D’une situation de précarité en logement à une situation d’itinérance, il y a un pas qui n’est pas systématiquement franchi, heureusement. Néanmoins, un phénomène saute aux yeux : l’itinérance féminine est en hausse constante et les ressources communautaires qui s’y consacrent peinent à répondre aux besoins de ces filles et de ces femmes.
« Une étude sur la fréquentation des refuges de Montréal situe la perte de son logement comme la principale raison évoquée par les femmes pour recourir à une ressource d’hébergement. C’est le cas de 42 % des itinérantes contre 32 % chez les itinérants. »
« De nouvelles femmes arrivent dans les ressources communautaires en demandant humblement à manger et à se vêtir. Elles ont souvent occupé des emplois et ont vécu en logement jusqu’à tout récemment. »
« C’est quand les femmes ont épuisé toutes leurs ressources et tous les milieux,
même les plus violents, qu’elles aboutissent à la rue. »
« Perdre son logement est souvent la porte d’entrée dans la rue. À l’inverse, accéder à un logement peut nous en sortir. » Les organismes qui interviennent directement avec les femmes itinérantes ou à risque d’itinérance identifient l’augmentation de l’offre de logement social comme une des mesures centrales et essentielles pour lutter contre l’itinérance. Pour une femme qui a vécu sans domicile fixe, un hébergement temporaire est très souvent utile pour retrouver un équilibre et pour enclencher un processus visant à sortir de l’itinérance. Mais pour sortir durablement de l’itinérance, encore faut-il que le passage en hébergement temporaire puisse déboucher sur des solutions de logements permanents, subventionnés, sécuritaires et adaptées à la réalité et aux besoins de ces femmes. En ce moment, trop de femmes sont encore victimes du syndrome de la porte tournante, c’est-à-dire qu’il manque cruellement de logements permanents subventionnés pour accueillir ces femmes et éviter qu’elles ne soient happées de nouveau dans le cercle « pauvreté précarité en logement perte de domicile fixe itinérance ».

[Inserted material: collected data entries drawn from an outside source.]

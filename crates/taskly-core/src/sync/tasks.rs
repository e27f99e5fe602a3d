//! Task-specific coordinator operations

use async_trait::async_trait;
use chrono::{DateTime, Utc};
use tracing::debug;

use super::coordinator::{
    CascadeDelete, ListFilter, RemoteScope, SyncCoordinator, SyncError, SyncResult,
};
use crate::models::{StringEnum, Task, TaskStatus};
use crate::remote::FieldFilter;
use crate::storage::records::to_millis;
use crate::storage::Filter;

pub type TaskCoordinator = SyncCoordinator<Task>;

fn project_filter(project_id: &str) -> ListFilter<Task> {
    let wanted = project_id.to_string();
    ListFilter {
        local: Filter::eq("project_id", project_id.to_string()),
        remote: Some(FieldFilter::eq("ProjectId", project_id)),
        matches: Box::new(move |task: &Task| task.project_id.as_deref() == Some(wanted.as_str())),
    }
}

/// Parse a status filter; `None`, empty or "all" mean every status
pub fn parse_status_filter(status: Option<&str>) -> SyncResult<Option<TaskStatus>> {
    match status.map(str::trim) {
        None | Some("") => Ok(None),
        Some(s) if s.eq_ignore_ascii_case("all") => Ok(None),
        Some(s) => s
            .parse::<TaskStatus>()
            .map(Some)
            .map_err(|e| SyncError::InvalidArgument(e.to_string())),
    }
}

impl SyncCoordinator<Task> {
    /// Tasks of one project, or all tasks
    pub async fn list_by_project(&self, project_id: Option<&str>) -> SyncResult<Vec<Task>> {
        match project_id {
            Some(id) => self.list_where(Some(project_filter(id))).await,
            None => self.list().await,
        }
    }

    /// Delete the tasks of a project visible to the current user
    pub async fn delete_by_project(&self, project_id: &str) -> SyncResult<usize> {
        if project_id.trim().is_empty() {
            return Err(SyncError::InvalidArgument("project id is empty".into()));
        }
        let presence = self.presence().await;
        let filter = Filter::visible_to(presence.user_id.as_deref())
            .and(Filter::eq("project_id", project_id.to_string()));
        self.delete_where(filter, RemoteScope::EachRow).await
    }

    /// Delete every visible task, optionally only those in one status
    ///
    /// Unfiltered clears use the batched remote delete.
    pub async fn clear_all(&self, status: Option<&str>) -> SyncResult<usize> {
        let status = parse_status_filter(status)?;
        let presence = self.presence().await;
        let mut filter = Filter::visible_to(presence.user_id.as_deref());

        let scope = match status {
            Some(status) => {
                filter = filter.and(Filter::eq("status", status.as_str().to_string()));
                RemoteScope::EachRow
            }
            None => RemoteScope::AllForUser,
        };
        self.delete_where(filter, scope).await
    }

    /// Visible tasks in `status`
    pub async fn by_status(&self, status: TaskStatus) -> SyncResult<Vec<Task>> {
        if let Some(snapshot) = self.cache.as_ref().and_then(|c| c.snapshot()) {
            return Ok(snapshot.into_iter().filter(|t| t.status == status).collect());
        }
        let presence = self.presence().await;
        let filter = Filter::visible_to(presence.user_id.as_deref())
            .and(Filter::eq("status", status.as_str().to_string()));
        Ok(self.collection().find(&filter)?)
    }

    /// Visible tasks due before `now` and not completed, soonest due first
    pub async fn overdue(&self, now: DateTime<Utc>) -> SyncResult<Vec<Task>> {
        let mut tasks = match self.cache.as_ref().and_then(|c| c.snapshot()) {
            Some(snapshot) => snapshot,
            None => {
                let presence = self.presence().await;
                let filter = Filter::visible_to(presence.user_id.as_deref())
                    .and(Filter::Lt("due_date", to_millis(now).into()));
                self.collection().find(&filter)?
            }
        };

        tasks.retain(|t| t.is_overdue(now));
        tasks.sort_by_key(|t| t.due_date);
        Ok(tasks)
    }

    /// Complete a task and cancel its reminders
    pub async fn mark_completed(&self, id: &str) -> SyncResult<Task> {
        let Some(mut task) = self.get_local(id)? else {
            return Err(SyncError::NotFound {
                collection: "tasks",
                id: id.to_string(),
            });
        };

        task.set_completed(true);
        let task = self.update(task).await?;
        self.cancel_reminders(id).await;
        debug!(id, "Task completed");
        Ok(task)
    }

    /// Number of visible tasks per status, in declaration order
    pub async fn status_counts(&self) -> SyncResult<Vec<(TaskStatus, usize)>> {
        let tasks = self.list().await?;
        Ok(TaskStatus::variants()
            .iter()
            .map(|status| (*status, tasks.iter().filter(|t| t.status == *status).count()))
            .collect())
    }
}

/// Cascade for project deletes: every local task of the project goes,
/// whoever owns it, so no orphan remains.
#[async_trait]
impl CascadeDelete for SyncCoordinator<Task> {
    async fn delete_children(&self, parent_id: &str) -> SyncResult<usize> {
        let filter = Filter::eq("project_id", parent_id.to_string());
        let removed = self.delete_where(filter, RemoteScope::EachRow).await?;
        if removed > 0 {
            debug!(project_id = parent_id, removed, "Cascaded project delete to tasks");
        }
        Ok(removed)
    }
}
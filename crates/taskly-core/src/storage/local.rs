//! Local store lifecycle
//!
//! A single SQLite connection per installation, opened lazily on first use
//! and shared by every collection. The connection sits behind a mutex so all
//! operations are serialized. `close` and `wipe` are the only other lifecycle
//! operations; after `close` the next operation reopens the file.
//!
//! Files (inside the data directory):
//! - `taskly.db` - the database
//! - `taskly.db-wal`, `taskly.db-shm` - write-ahead log companions

use std::ffi::OsString;
use std::fs;
use std::path::{Path, PathBuf};
use std::sync::{Arc, Mutex, MutexGuard, RwLock};
use std::time::Duration;

use rusqlite::Connection;
use tokio::runtime::{Handle, RuntimeFlavor};
use tracing::{debug, error, info, warn};

use super::collection::{Collection, LocalRecord};
use super::error::{StorageError, StorageResult};
use super::schema::{init_schema, needs_init};
use crate::config::Config;

/// Where the database lives
#[derive(Debug, Clone, PartialEq, Eq)]
pub enum StoreLocation {
    File(PathBuf),
    /// Private in-memory database, discarded on close
    Memory,
}

/// Retry policy for opening the database
#[derive(Debug, Clone, Copy, PartialEq, Eq)]
pub struct OpenOptions {
    /// Total attempts before giving up
    pub retries: u32,
    /// Base delay; attempt `n` waits `retry_delay * n`
    pub retry_delay: Duration,
    /// How long SQLite itself waits on a locked database per statement
    pub busy_timeout: Duration,
}

impl Default for OpenOptions {
    fn default() -> Self {
        Self {
            retries: 3,
            retry_delay: Duration::from_millis(200),
            busy_timeout: Duration::from_millis(1000),
        }
    }
}

type SharedConnection = Arc<Mutex<Connection>>;

/// Process-wide handle to the local database
pub struct LocalStore {
    location: StoreLocation,
    options: OpenOptions,
    handle: RwLock<Option<SharedConnection>>,
}

impl LocalStore {
    pub fn new(location: StoreLocation, options: OpenOptions) -> Self {
        Self {
            location,
            options,
            handle: RwLock::new(None),
        }
    }

    /// Store at the configured database path with the configured retry policy
    pub fn from_config(config: &Config) -> Self {
        let options = OpenOptions {
            retries: config.store_open_retries,
            retry_delay: config.store_retry_delay(),
            ..OpenOptions::default()
        };
        Self::new(StoreLocation::File(config.database_path()), options)
    }

    /// In-memory store (useful for testing)
    pub fn in_memory() -> Self {
        Self::new(StoreLocation::Memory, OpenOptions::default())
    }

    pub fn location(&self) -> &StoreLocation {
        &self.location
    }

    pub fn is_open(&self) -> bool {
        self.handle
            .read()
            .unwrap_or_else(|e| e.into_inner())
            .is_some()
    }

    /// Typed view over one collection
    pub fn collection<T: LocalRecord>(&self) -> Collection<'_, T> {
        Collection::new(self)
    }

    /// Open the database if needed and return the shared connection
    ///
    /// Transient failures (lock contention, I/O) are retried with a linearly
    /// increasing delay; the final failure, or any non-transient failure, is
    /// returned to the caller.
    pub fn open(&self) -> StorageResult<SharedConnection> {
        if let Some(handle) = self
            .handle
            .read()
            .unwrap_or_else(|e| e.into_inner())
            .as_ref()
        {
            return Ok(Arc::clone(handle));
        }

        let mut slot = self.handle.write().unwrap_or_else(|e| e.into_inner());
        if let Some(handle) = slot.as_ref() {
            return Ok(Arc::clone(handle));
        }

        let conn = self.open_with_retry()?;
        let handle = Arc::new(Mutex::new(conn));
        *slot = Some(Arc::clone(&handle));
        Ok(handle)
    }

    /// Run `f` with exclusive access to the connection
    pub(crate) fn with_connection<R>(
        &self,
        f: impl FnOnce(&mut Connection) -> StorageResult<R>,
    ) -> StorageResult<R> {
        let handle = self.open()?;
        let mut conn = lock(&handle);
        f(&mut conn)
    }

    /// Checkpoint the write-ahead log and release the connection
    ///
    /// Safe to call when already closed.
    pub fn close(&self) -> StorageResult<()> {
        let Some(handle) = self
            .handle
            .write()
            .unwrap_or_else(|e| e.into_inner())
            .take()
        else {
            debug!("Local store already closed");
            return Ok(());
        };

        if matches!(self.location, StoreLocation::File(_)) {
            lock(&handle).execute_batch("PRAGMA wal_checkpoint(TRUNCATE);")?;
        }

        // Collections borrow the store, not the connection, so this is
        // normally the last reference.
        match Arc::try_unwrap(handle) {
            Ok(mutex) => {
                let conn = mutex.into_inner().unwrap_or_else(|e| e.into_inner());
                conn.close().map_err(|(_, e)| StorageError::Database(e))?;
            }
            Err(_) => debug!("Connection still in use, released by last holder"),
        }

        info!("Local store closed");
        Ok(())
    }

    /// Close the store and delete the database with its WAL companions
    ///
    /// Missing files are ignored.
    pub fn wipe(&self) -> StorageResult<()> {
        if let Err(e) = self.close() {
            warn!(error = %e, "Checkpoint before wipe failed, deleting anyway");
        }

        let StoreLocation::File(path) = &self.location else {
            return Ok(());
        };

        for file in [path.clone(), with_suffix(path, "-wal"), with_suffix(path, "-shm")] {
            match fs::remove_file(&file) {
                Ok(()) => debug!(path = ?file, "Removed store file"),
                Err(e) if e.kind() == std::io::ErrorKind::NotFound => {}
                Err(e) => return Err(StorageError::from_io(e, file)),
            }
        }

        info!(path = ?path, "Local store wiped");
        Ok(())
    }

    fn open_with_retry(&self) -> StorageResult<Connection> {
        let attempts = self.options.retries.max(1);
        let mut attempt = 1;

        loop {
            match self.open_connection() {
                Ok(conn) => {
                    info!(location = ?self.location, attempt, "Local store opened");
                    return Ok(conn);
                }
                Err(e) if e.is_transient() && attempt < attempts => {
                    let delay = self.options.retry_delay * attempt;
                    warn!(attempt, error = %e, ?delay, "Opening local store failed, retrying");
                    retry_pause(delay);
                    attempt += 1;
                }
                Err(e) => {
                    error!(attempt, error = %e, "Local store could not be opened");
                    return Err(e);
                }
            }
        }
    }

    fn open_connection(&self) -> StorageResult<Connection> {
        let path = match &self.location {
            StoreLocation::Memory => {
                let conn = Connection::open_in_memory()?;
                init_schema(&conn)?;
                return Ok(conn);
            }
            StoreLocation::File(path) => path,
        };

        if let Some(parent) = path.parent().filter(|p| !p.as_os_str().is_empty()) {
            fs::create_dir_all(parent).map_err(|source| StorageError::CreateDirectory {
                path: parent.to_path_buf(),
                source,
            })?;
        }

        let classify = |e: rusqlite::Error| StorageError::from_open(e, path.clone());

        let conn = Connection::open(path).map_err(classify)?;
        conn.busy_timeout(self.options.busy_timeout)
            .map_err(classify)?;
        conn.execute_batch("PRAGMA journal_mode = WAL; PRAGMA synchronous = NORMAL;")
            .map_err(classify)?;

        if needs_init(&conn) {
            init_schema(&conn).map_err(classify)?;
        }

        Ok(conn)
    }
}

impl Drop for LocalStore {
    fn drop(&mut self) {
        if let Err(e) = self.close() {
            warn!(error = %e, "Failed to close local store");
        }
    }
}

/// Wait between open attempts
///
/// A lazy reopen after `close` can run inside an async coordinator call. On a
/// multi-threaded runtime the worker's other tasks move to another thread for
/// the duration of the pause.
fn retry_pause(delay: Duration) {
    match Handle::try_current() {
        Ok(handle) if handle.runtime_flavor() == RuntimeFlavor::MultiThread => {
            tokio::task::block_in_place(|| std::thread::sleep(delay))
        }
        _ => std::thread::sleep(delay),
    }
}

fn lock(handle: &SharedConnection) -> MutexGuard<'_, Connection> {
    handle.lock().unwrap_or_else(|e| e.into_inner())
}

fn with_suffix(path: &Path, suffix: &str) -> PathBuf {
    let mut name = OsString::from(path.as_os_str());
    name.push(suffix);
    PathBuf::from(name)
}
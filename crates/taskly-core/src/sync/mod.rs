//! Offline-first synchronization
//!
//! One [`SyncCoordinator`] per entity type owns its writes, deciding per call
//! between local-only and remote-then-local, and reconciles the stores at
//! login and when connectivity returns.
//!
//! - `coordinator`: the generic create/update/delete/list and sync passes
//! - `cache`: the in-memory [`ReadCache`]
//! - `tasks`, `projects`, `notifications`: per-type operations

mod cache;
mod coordinator;
mod notifications;
mod projects;
mod tasks;

pub use cache::ReadCache;
pub use coordinator::{
    CascadeDelete, ChangeEvent, Entity, ListFilter, SyncCoordinator, SyncError, SyncReport,
    SyncResult,
};
pub use notifications::NotificationCoordinator;
pub use projects::ProjectCoordinator;
pub use tasks::{parse_status_filter, TaskCoordinator};
//! Application configuration
//!
//! Configuration is loaded from:
//! 1. Default values
//! 2. Config file (~/.config/taskly/config.toml)
//! 3. Environment variables (TASKLY_* prefix)
//!
//! Environment variables take precedence over config file values.

use anyhow::{Context, Result};
use serde::{Deserialize, Serialize};
use std::path::{Path, PathBuf};
use std::time::Duration;

/// Environment variable prefix
const ENV_PREFIX: &str = "TASKLY";

/// Application configuration
#[derive(Debug, Clone, PartialEq, Serialize, Deserialize)]
pub struct Config {
    /// Directory for local data (SQLite db, device id, credentials)
    #[serde(default = "default_data_dir")]
    pub data_dir: PathBuf,

    /// Base URL of the remote document service; unset means local-only
    #[serde(default)]
    pub remote_url: Option<String>,

    /// Whether login and reconnect trigger synchronization automatically
    #[serde(default = "default_true")]
    pub auto_sync: bool,

    /// Fixed device id instead of the generated one
    #[serde(default)]
    pub device_id: Option<String>,

    /// Reachability polling period
    #[serde(default = "default_connectivity_interval")]
    pub connectivity_interval_secs: u64,

    /// Token refresh period (55 minutes)
    #[serde(default = "default_token_refresh_interval")]
    pub token_refresh_interval_secs: u64,

    /// How long a caller waits on the auth gate before forcing it open
    #[serde(default = "default_auth_wait_timeout")]
    pub auth_wait_timeout_ms: u64,

    #[serde(default = "default_store_open_retries")]
    pub store_open_retries: u32,

    #[serde(default = "default_store_retry_delay")]
    pub store_retry_delay_ms: u64,

    /// Maximum notifications kept locally
    #[serde(default = "default_notification_limit")]
    pub notification_limit: usize,
}

impl Default for Config {
    fn default() -> Self {
        Self {
            data_dir: default_data_dir(),
            remote_url: None,
            auto_sync: true,
            device_id: None,
            connectivity_interval_secs: default_connectivity_interval(),
            token_refresh_interval_secs: default_token_refresh_interval(),
            auth_wait_timeout_ms: default_auth_wait_timeout(),
            store_open_retries: default_store_open_retries(),
            store_retry_delay_ms: default_store_retry_delay(),
            notification_limit: default_notification_limit(),
        }
    }
}

impl Config {
    /// Load configuration from default location and environment
    ///
    /// Order of precedence (highest to lowest):
    /// 1. Environment variables (TASKLY_DATA_DIR, TASKLY_REMOTE_URL, TASKLY_AUTO_SYNC, TASKLY_DEVICE_ID)
    /// 2. Config file (~/.config/taskly/config.toml or TASKLY_CONFIG)
    /// 3. Default values
    pub fn load() -> Result<Self> {
        Self::load_from_path(&Self::config_file_path())
    }

    /// Load configuration from a specific path
    ///
    /// Environment variables are still applied as overrides.
    /// If the file doesn't exist, defaults are used.
    pub fn load_from_path(path: &Path) -> Result<Self> {
        let mut config = if path.exists() {
            let content = std::fs::read_to_string(path)
                .with_context(|| format!("Failed to read config file: {:?}", path))?;
            toml::from_str(&content)
                .with_context(|| format!("Failed to parse config file: {:?}", path))?
        } else {
            Self::default()
        };

        config.apply_env_overrides();
        config.ensure_data_dir()?;
        Ok(config)
    }

    /// Load configuration from a TOML string (useful for testing)
    pub fn load_from_str(toml_content: &str) -> Result<Self> {
        let mut config: Config =
            toml::from_str(toml_content).context("Failed to parse config TOML")?;
        config.apply_env_overrides();
        Ok(config)
    }

    /// Configuration rooted at `data_dir`, everything else default
    pub fn with_data_dir(data_dir: impl Into<PathBuf>) -> Self {
        Self {
            data_dir: data_dir.into(),
            ..Self::default()
        }
    }

    /// Apply environment variable overrides
    fn apply_env_overrides(&mut self) {
        if let Ok(val) = std::env::var(format!("{}_DATA_DIR", ENV_PREFIX)) {
            self.data_dir = PathBuf::from(val);
        }

        // Empty string clears the remote
        if let Ok(val) = std::env::var(format!("{}_REMOTE_URL", ENV_PREFIX)) {
            self.remote_url = if val.is_empty() { None } else { Some(val) };
        }

        if let Ok(val) = std::env::var(format!("{}_AUTO_SYNC", ENV_PREFIX)) {
            self.auto_sync = val.eq_ignore_ascii_case("true") || val == "1";
        }

        if let Ok(val) = std::env::var(format!("{}_DEVICE_ID", ENV_PREFIX)) {
            self.device_id = if val.is_empty() { None } else { Some(val) };
        }
    }

    /// Ensure data directory exists
    pub fn ensure_data_dir(&self) -> Result<()> {
        if !self.data_dir.exists() {
            std::fs::create_dir_all(&self.data_dir)
                .with_context(|| format!("Failed to create data directory: {:?}", self.data_dir))?;
        }
        Ok(())
    }

    /// Save configuration to file
    pub fn save(&self) -> Result<()> {
        self.save_to_path(&Self::config_file_path())
    }

    pub fn save_to_path(&self, config_path: &Path) -> Result<()> {
        if let Some(parent) = config_path.parent() {
            std::fs::create_dir_all(parent)
                .with_context(|| format!("Failed to create config directory: {:?}", parent))?;
        }

        let content = toml::to_string_pretty(self).context("Failed to serialize config")?;
        std::fs::write(config_path, content)
            .with_context(|| format!("Failed to write config file: {:?}", config_path))?;
        Ok(())
    }

    /// Get the config file path
    ///
    /// Can be overridden with TASKLY_CONFIG environment variable
    pub fn config_file_path() -> PathBuf {
        if let Ok(path) = std::env::var(format!("{}_CONFIG", ENV_PREFIX)) {
            return PathBuf::from(path);
        }

        dirs::config_dir()
            .unwrap_or_else(|| PathBuf::from("."))
            .join("taskly")
            .join("config.toml")
    }

    /// Get the path to the SQLite database
    pub fn database_path(&self) -> PathBuf {
        self.data_dir.join("taskly.db")
    }

    /// Get the path to the persisted device id
    pub fn device_id_path(&self) -> PathBuf {
        self.data_dir.join("device_id")
    }

    /// Get the path to the persisted session credentials
    pub fn credentials_path(&self) -> PathBuf {
        self.data_dir.join("credentials.json")
    }

    pub fn connectivity_interval(&self) -> Duration {
        Duration::from_secs(self.connectivity_interval_secs.max(1))
    }

    pub fn token_refresh_interval(&self) -> Duration {
        Duration::from_secs(self.token_refresh_interval_secs.max(1))
    }

    pub fn auth_wait_timeout(&self) -> Duration {
        Duration::from_millis(self.auth_wait_timeout_ms)
    }

    pub fn store_retry_delay(&self) -> Duration {
        Duration::from_millis(self.store_retry_delay_ms)
    }
}

/// Get the default data directory
fn default_data_dir() -> PathBuf {
    dirs::data_local_dir()
        .unwrap_or_else(|| PathBuf::from("."))
        .join("taskly")
}

fn default_true() -> bool {
    true
}

fn default_connectivity_interval() -> u64 {
    5
}

fn default_token_refresh_interval() -> u64 {
    55 * 60
}

fn default_auth_wait_timeout() -> u64 {
    5000
}

fn default_store_open_retries() -> u32 {
    3
}

fn default_store_retry_delay() -> u64 {
    200
}

fn default_notification_limit() -> usize {
    100
}

#[cfg(test)]
mod tests {
    use super::*;
    use std::env;
    use std::sync::Mutex;

    // Mutex to serialize tests that touch environment variables
    static ENV_MUTEX: Mutex<()> = Mutex::new(());

    /// Guard that locks env access and saves/restores env vars
    struct EnvGuard<'a> {
        _lock: std::sync::MutexGuard<'a, ()>,
        saved: Vec<(String, Option<String>)>,
    }

    impl<'a> EnvGuard<'a> {
        fn new(vars: &[&str]) -> Self {
            let lock = ENV_MUTEX.lock().unwrap_or_else(|e| e.into_inner());
            let saved = vars
                .iter()
                .map(|&name| (name.to_string(), env::var(name).ok()))
                .collect();
            for name in vars {
                env::remove_var(name);
            }
            Self { _lock: lock, saved }
        }
    }

    impl Drop for EnvGuard<'_> {
        fn drop(&mut self) {
            for (name, value) in &self.saved {
                match value {
                    Some(v) => env::set_var(name, v),
                    None => env::remove_var(name),
                }
            }
        }
    }

    const ENV_VARS: &[&str] = &[
        "TASKLY_DATA_DIR",
        "TASKLY_REMOTE_URL",
        "TASKLY_AUTO_SYNC",
        "TASKLY_DEVICE_ID",
    ];

    #[test]
    fn test_default_config() {
        let config = Config::default();
        assert!(config.auto_sync);
        assert!(config.remote_url.is_none());
        assert!(config.data_dir.ends_with("taskly"));
        assert_eq!(config.connectivity_interval(), Duration::from_secs(5));
        assert_eq!(config.token_refresh_interval(), Duration::from_secs(3300));
        assert_eq!(config.auth_wait_timeout(), Duration::from_millis(5000));
        assert_eq!(config.store_open_retries, 3);
        assert_eq!(config.notification_limit, 100);
    }

    #[test]
    fn test_file_paths() {
        let config = Config::with_data_dir("/data/taskly");
        assert_eq!(config.database_path(), PathBuf::from("/data/taskly/taskly.db"));
        assert!(config.device_id_path().ends_with("device_id"));
        assert!(config.credentials_path().ends_with("credentials.json"));
    }

    #[test]
    fn test_env_override_data_dir() {
        let _guard = EnvGuard::new(ENV_VARS);

        let mut config = Config::default();
        env::set_var("TASKLY_DATA_DIR", "/tmp/taskly-test");
        config.apply_env_overrides();

        assert_eq!(config.data_dir, PathBuf::from("/tmp/taskly-test"));
    }

    #[test]
    fn test_env_override_auto_sync() {
        let _guard = EnvGuard::new(ENV_VARS);

        let mut config = Config::default();
        env::set_var("TASKLY_AUTO_SYNC", "false");
        config.apply_env_overrides();
        assert!(!config.auto_sync);

        env::set_var("TASKLY_AUTO_SYNC", "1");
        config.apply_env_overrides();
        assert!(config.auto_sync);
    }

    #[test]
    fn test_env_override_remote_url() {
        let _guard = EnvGuard::new(ENV_VARS);

        let mut config = Config::default();
        env::set_var("TASKLY_REMOTE_URL", "https://api.example.com");
        config.apply_env_overrides();
        assert_eq!(config.remote_url.as_deref(), Some("https://api.example.com"));

        env::set_var("TASKLY_REMOTE_URL", "");
        config.apply_env_overrides();
        assert!(config.remote_url.is_none());
    }

    #[test]
    fn test_load_from_str_fills_defaults() {
        let _guard = EnvGuard::new(ENV_VARS);

        let toml = r#"
            data_dir = "/custom/data"
            remote_url = "https://api.example.com"
            notification_limit = 10
        "#;

        let config = Config::load_from_str(toml).unwrap();
        assert_eq!(config.data_dir, PathBuf::from("/custom/data"));
        assert_eq!(config.remote_url.as_deref(), Some("https://api.example.com"));
        assert_eq!(config.notification_limit, 10);
        assert!(config.auto_sync);
        assert_eq!(config.store_retry_delay_ms, 200);
    }

    #[test]
    fn test_save_and_reload() {
        let _guard = EnvGuard::new(ENV_VARS);
        let temp = tempfile::TempDir::new().unwrap();
        let path = temp.path().join("config.toml");

        let mut config = Config::with_data_dir(temp.path().join("data"));
        config.remote_url = Some("https://sync.example.com".to_string());
        config.auto_sync = false;
        config.save_to_path(&path).unwrap();

        let loaded = Config::load_from_path(&path).unwrap();
        assert_eq!(loaded, config);
        assert!(loaded.data_dir.exists());
    }
}
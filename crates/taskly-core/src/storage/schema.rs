//! SQLite schema for the local store
//!
//! One table per synchronized collection. Each table has a primary key on `id`
//! and secondary indexes on the columns the coordinators filter by.
//! Timestamps are stored as UTC milliseconds, enums as their string form.

use rusqlite::{Connection, Result};

/// Current schema version for migrations
pub const SCHEMA_VERSION: i32 = 1;

/// Initialize the database schema
pub fn init_schema(conn: &Connection) -> Result<()> {
    conn.execute_batch(
        r#"
        CREATE TABLE IF NOT EXISTS schema_info (
            key TEXT PRIMARY KEY,
            value TEXT NOT NULL
        );

        CREATE TABLE IF NOT EXISTS tasks (
            id TEXT PRIMARY KEY NOT NULL,
            title TEXT NOT NULL,
            description TEXT,
            created_at INTEGER NOT NULL,
            due_date INTEGER,
            completed_at INTEGER,
            priority TEXT NOT NULL,
            status TEXT NOT NULL,
            project_id TEXT,
            user_id TEXT,
            needs_sync INTEGER NOT NULL DEFAULT 0,
            day_reminder INTEGER NOT NULL DEFAULT 1,
            hour_reminder INTEGER NOT NULL DEFAULT 1,
            minute_reminder INTEGER NOT NULL DEFAULT 1
        );

        CREATE TABLE IF NOT EXISTS projects (
            id TEXT PRIMARY KEY NOT NULL,
            name TEXT NOT NULL,
            description TEXT,
            created_at INTEGER NOT NULL,
            due_date INTEGER,
            color TEXT,
            user_id TEXT,
            needs_sync INTEGER NOT NULL DEFAULT 0,
            day_reminder INTEGER NOT NULL DEFAULT 1,
            hour_reminder INTEGER NOT NULL DEFAULT 1,
            minute_reminder INTEGER NOT NULL DEFAULT 1
        );

        CREATE TABLE IF NOT EXISTS notifications (
            id TEXT PRIMARY KEY NOT NULL,
            message TEXT NOT NULL,
            title TEXT,
            timestamp INTEGER NOT NULL,
            type TEXT NOT NULL,
            category TEXT NOT NULL,
            entity_id TEXT,
            project_id TEXT,
            user_id TEXT,
            needs_sync INTEGER NOT NULL DEFAULT 0
        );

        CREATE INDEX IF NOT EXISTS idx_tasks_user_id ON tasks(user_id);
        CREATE INDEX IF NOT EXISTS idx_tasks_status ON tasks(status);
        CREATE INDEX IF NOT EXISTS idx_tasks_project_id ON tasks(project_id);
        CREATE INDEX IF NOT EXISTS idx_tasks_needs_sync ON tasks(needs_sync);

        CREATE INDEX IF NOT EXISTS idx_projects_user_id ON projects(user_id);
        CREATE INDEX IF NOT EXISTS idx_projects_needs_sync ON projects(needs_sync);

        CREATE INDEX IF NOT EXISTS idx_notifications_user_id ON notifications(user_id);
        CREATE INDEX IF NOT EXISTS idx_notifications_timestamp ON notifications(timestamp);
        CREATE INDEX IF NOT EXISTS idx_notifications_needs_sync ON notifications(needs_sync);
        "#,
    )?;

    conn.execute(
        "INSERT OR REPLACE INTO schema_info (key, value) VALUES ('version', ?)",
        [SCHEMA_VERSION.to_string()],
    )?;

    Ok(())
}

/// Get the current schema version from the database
pub fn get_schema_version(conn: &Connection) -> Result<Option<i32>> {
    let mut stmt = conn.prepare("SELECT value FROM schema_info WHERE key = 'version'")?;
    let result: Result<String> = stmt.query_row([], |row| row.get(0));

    match result {
        Ok(version_str) => Ok(version_str.parse().ok()),
        Err(rusqlite::Error::QueryReturnedNoRows) => Ok(None),
        Err(e) => Err(e),
    }
}

/// Check if schema needs initialization or migration
pub fn needs_init(conn: &Connection) -> bool {
    let table_exists: bool = conn
        .prepare("SELECT 1 FROM sqlite_master WHERE type='table' AND name='schema_info'")
        .and_then(|mut stmt| stmt.exists([]))
        .unwrap_or(false);

    if !table_exists {
        return true;
    }

    match get_schema_version(conn) {
        Ok(Some(v)) => v < SCHEMA_VERSION,
        _ => true,
    }
}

En plus des multiples impacts sociaux bénéfiques, l’attribution d’un logement permanent subventionné, pour une femme en difficulté, peut engendrer des effets positifs importants, à court et long terme :
• Sortir la personne des dangers de la rue;
• Lui redonner une place dans la société et plus de dignité, de fierté;
• Faciliter l’accès à ses droits sociaux;
• Faciliter les démarches nécessitées par l’état de santé de la personne;
• Lui ouvrir une porte vers un projet de vie;
• Et bien d’autres.
Plusieurs OSBL d’habitation choisissent d’offrir du soutien communautaire aux locataires qu’ils logent afin de les soutenir en cas de besoin et de favoriser leur stabilité résidentielle. À cet effet, une diversité de moyens est déployée par les intervenants en soutien communautaire, allant de l’intervention en situation de crise à la référence vers des ressources publiques ou communautaires, mais surtout par le développement d’un espace communautaire dans les milieux de vie, en vue d’une appropriation par le/la locataire de ses espaces de vie (son logement, son immeuble, son quartier, etc.). Quoi de plus adapté pour aider une femme en situation de pauvreté, isolée ou en difficulté? Des solutions efficaces existent, misons sur elles!